Tips to Establish Child Support

25 June 2019
 Categories: , Blog

In this day and age, many children are born to parents who are not legally married. When a relationship between two unmarried people ends and there are children involved, both parents still have the obligation to care for their shared child. In most cases, this involves one parent paying the other parent-child support to help provide the child with a safe home, food, clothing, and other necessities.

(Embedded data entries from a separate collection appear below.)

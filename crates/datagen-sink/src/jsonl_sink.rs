//! JSON Lines output.

use crate::error::SinkError;
use crate::metrics::{CountingWriter, SinkMetrics};
use crate::RowSink;
use datagen_core::{FieldValue, Row};
use serde::ser::{Serialize, SerializeMap, Serializer};
use std::io::Write;
use std::time::Instant;
use tracing::{debug, info};

/// Writes one JSON object per row and line.
///
/// Numbers and booleans stay typed; structured values are rendered as their
/// display name and missing or null values as `null`.
pub struct JsonlSink<W: Write> {
    writer: CountingWriter<W>,
    columns: Vec<String>,
    rows_written: u64,
    started: Instant,
}

/// A row restricted to the output columns, serialized in column order.
struct OutputRow<'a> {
    row: &'a Row,
    columns: &'a [String],
}

impl Serialize for OutputRow<'_> {
    fn serialize<S: Serializer>(&self, serializer: S) -> Result<S::Ok, S::Error> {
        let mut map = serializer.serialize_map(Some(self.columns.len()))?;
        for column in self.columns {
            map.serialize_entry(column, self.row.get(column).unwrap_or(&FieldValue::Null))?;
        }
        map.end()
    }
}

impl<W: Write> JsonlSink<W> {
    pub fn new(writer: W, columns: Vec<String>) -> Self {
        Self {
            writer: CountingWriter::new(writer),
            columns,
            rows_written: 0,
            started: Instant::now(),
        }
    }

    pub fn columns(&self) -> &[String] {
        &self.columns
    }
}

impl<W: Write + Send> RowSink for JsonlSink<W> {
    fn write_rows(&mut self, rows: &[Row]) -> Result<(), SinkError> {
        for row in rows {
            let output = OutputRow {
                row,
                columns: &self.columns,
            };
            serde_json::to_writer(&mut self.writer, &output)?;
            self.writer.write_all(b"\n")?;
            self.rows_written += 1;
            if self.rows_written % 10000 == 0 {
                debug!("Written {} rows", self.rows_written);
            }
        }
        Ok(())
    }

    fn finish(mut self: Box<Self>) -> Result<SinkMetrics, SinkError> {
        self.writer.flush()?;
        let metrics = SinkMetrics {
            rows_written: self.rows_written,
            bytes_written: self.writer.bytes(),
            total_duration: self.started.elapsed(),
        };
        info!(
            "JSONL output complete: {} rows, {} bytes in {:?} ({:.2} rows/sec)",
            metrics.rows_written,
            metrics.bytes_written,
            metrics.total_duration,
            metrics.rows_per_second()
        );
        Ok(metrics)
    }
}

#[cfg(test)]
mod tests {
    use super::*;
    use datagen_core::PersonName;
    use serde_json::{json, Value};
    use tempfile::NamedTempFile;

    #[test]
    fn test_jsonl_output() {
        let file = NamedTempFile::new().unwrap();
        let columns = vec![
            "id".to_string(),
            "name".to_string(),
            "score".to_string(),
            "active".to_string(),
            "missing".to_string(),
        ];
        let name = PersonName {
            first_name: "Camille".to_string(),
            country: "France".to_string(),
            male: false,
            female: false,
            unisex: true,
        };
        let rows = vec![
            Row::builder(0)
                .field("id", 1_i64)
                .field("name", name)
                .field("score", 0.5)
                .field("active", true)
                .field("ghost", "hidden")
                .build(),
            Row::builder(1).field("id", 2_i64).build(),
        ];

        let mut sink = Box::new(JsonlSink::new(file.reopen().unwrap(), columns));
        sink.write_rows(&rows).unwrap();
        let metrics = sink.finish().unwrap();
        assert_eq!(metrics.rows_written, 2);

        let content = std::fs::read_to_string(file.path()).unwrap();
        assert_eq!(metrics.bytes_written, content.len() as u64);
        let lines: Vec<Value> = content
            .lines()
            .map(|l| serde_json::from_str(l).unwrap())
            .collect();
        assert_eq!(
            lines[0],
            json!({"id": 1, "name": "Camille", "score": 0.5, "active": true, "missing": null})
        );
        assert_eq!(lines[1]["id"], json!(2));
        assert_eq!(lines[1]["name"], Value::Null);

        // Columns keep their order
        assert!(content.starts_with("{\"id\":1,\"name\":\"Camille\""));
    }
}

Unfortunately, child support issues can be complex, and when parents have never been married to each other, things can become more complicated. If you and the other parent of your child are no longer in a relationship, use the following tips to establish child support:

Consult a Family Law Attorney

When it comes to establishing a child support order, the last thing you want to do is make any mistakes that could delay the process or cause problems. Most people have very little experience with the family court system and do not know much about child support laws or what to expect. If you want to establish a new child support order, your best bet is to consult family law lawyers such as Marlene Dancer Adams. An experienced family law attorney will understand all of the legalities related to child support and will be able to guide you through the process and help ensure that your child gets the child support that he or she deserves.

Have Papers Served

To start the child support order process, your attorney will file papers with the family court. After your documentation is reviewed, you will need to make arrangements to have your child's other parent served. When your child's other parent is served, he or she will receive notice that you have a case in court petitioning for child support. The documentation will also include a summons letting your child's other parent needs to appear in court. If he or she does not appear in court on the appointed date, the judge may still make a decision regarding child support.

Establish Paternity

In some cases, paternity may need to be established before a child support order can be granted. This may happen if the mother does not list the child's father's name on the birth certificate or if the presumed father denies paternity. If you are in this situation, you do not have to rely on your child's other parent to voluntarily take a paternity test-- the court can order him to do so in order to establish paternity.

Receive a Temporary Support Order

Establishing a child support order can take some time, but it is possible to get a temporary support order. When a temporary support order is in place, your child's other parent will be ordered to pay a set amount. When all of the paperwork in your child support claim is reviewed by the court, the temporary support order will be modified into a permanent child support order.